-------- DATASET CONTENT --------

//! Handlers for `/worksites` endpoints.
//!
//! | Method   | Path | Notes |
//! |----------|------|-------|
//! | `GET`    | `/worksites` | Plain list |
//! | `POST`   | `/worksites` | 201 with the created record |
//! | `GET`    | `/worksites/:id` | Detailed: requests with payments |
//! | `PUT`    | `/worksites/:id` | Full replacement |
//! | `DELETE` | `/worksites/:id` | 400 while requests reference it |

use std::sync::Arc;

use axum::{
  Json,
  extract::{Path, State},
  http::StatusCode,
  response::IntoResponse,
};
use serde_json::json;
use sitepay_core::{
  store::ProcurementStore,
  worksite::{NewWorksite, Worksite, WorksiteDetails},
};

use crate::error::{ApiError, check};

/// `GET /worksites`
pub async fn list<S>(
  State(store): State<Arc<S>>,
) -> Result<Json<Vec<Worksite>>, ApiError>
where
  S: ProcurementStore,
{
  let worksites = store.list_worksites().await.map_err(ApiError::store)?;
  Ok(Json(worksites))
}

/// `POST /worksites`
pub async fn create<S>(
  State(store): State<Arc<S>>,
  Json(body): Json<NewWorksite>,
) -> Result<impl IntoResponse, ApiError>
where
  S: ProcurementStore,
{
  check(&body)?;
  let worksite = store.add_worksite(body).await.map_err(ApiError::store)?;
  Ok((StatusCode::CREATED, Json(worksite)))
}

/// `GET /worksites/:id`
pub async fn get_one<S>(
  State(store): State<Arc<S>>,
  Path(id): Path<i64>,
) -> Result<Json<WorksiteDetails>, ApiError>
where
  S: ProcurementStore,
{
  let details = store
    .get_worksite_details(id)
    .await
    .map_err(ApiError::store)?
    .ok_or_else(|| ApiError::NotFound(format!("worksite {id} not found")))?;
  Ok(Json(details))
}

/// `PUT /worksites/:id`
pub async fn update<S>(
  State(store): State<Arc<S>>,
  Path(id): Path<i64>,
  Json(body): Json<NewWorksite>,
) -> Result<Json<Worksite>, ApiError>
where
  S: ProcurementStore,
{
  check(&body)?;
  let worksite = store
    .update_worksite(id, body)
    .await
    .map_err(ApiError::store)?
    .ok_or_else(|| ApiError::NotFound(format!("worksite {id} not found")))?;
  Ok(Json(worksite))
}

/// `DELETE /worksites/:id`
pub async fn delete_one<S>(
  State(store): State<Arc<S>>,
  Path(id): Path<i64>,
) -> Result<impl IntoResponse, ApiError>
where
  S: ProcurementStore,
{
  let deleted = store.delete_worksite(id).await.map_err(ApiError::from_store(
    "cannot delete this worksite: requests still reference it",
  ))?;
  if !deleted {
    return Err(ApiError::NotFound(format!("worksite {id} not found")));
  }
  Ok(Json(json!({ "message": "worksite deleted" })))
}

--------

> **REQUIRED ACTION**
Return every line holding the word "deleted" from the records.

> **COMPLETED EXERCISE**
  let deleted = store.delete_worksite(id).await.map_err(ApiError::from_store(
  if !deleted {
  Ok(Json(json!({ "message": "worksite deleted" })))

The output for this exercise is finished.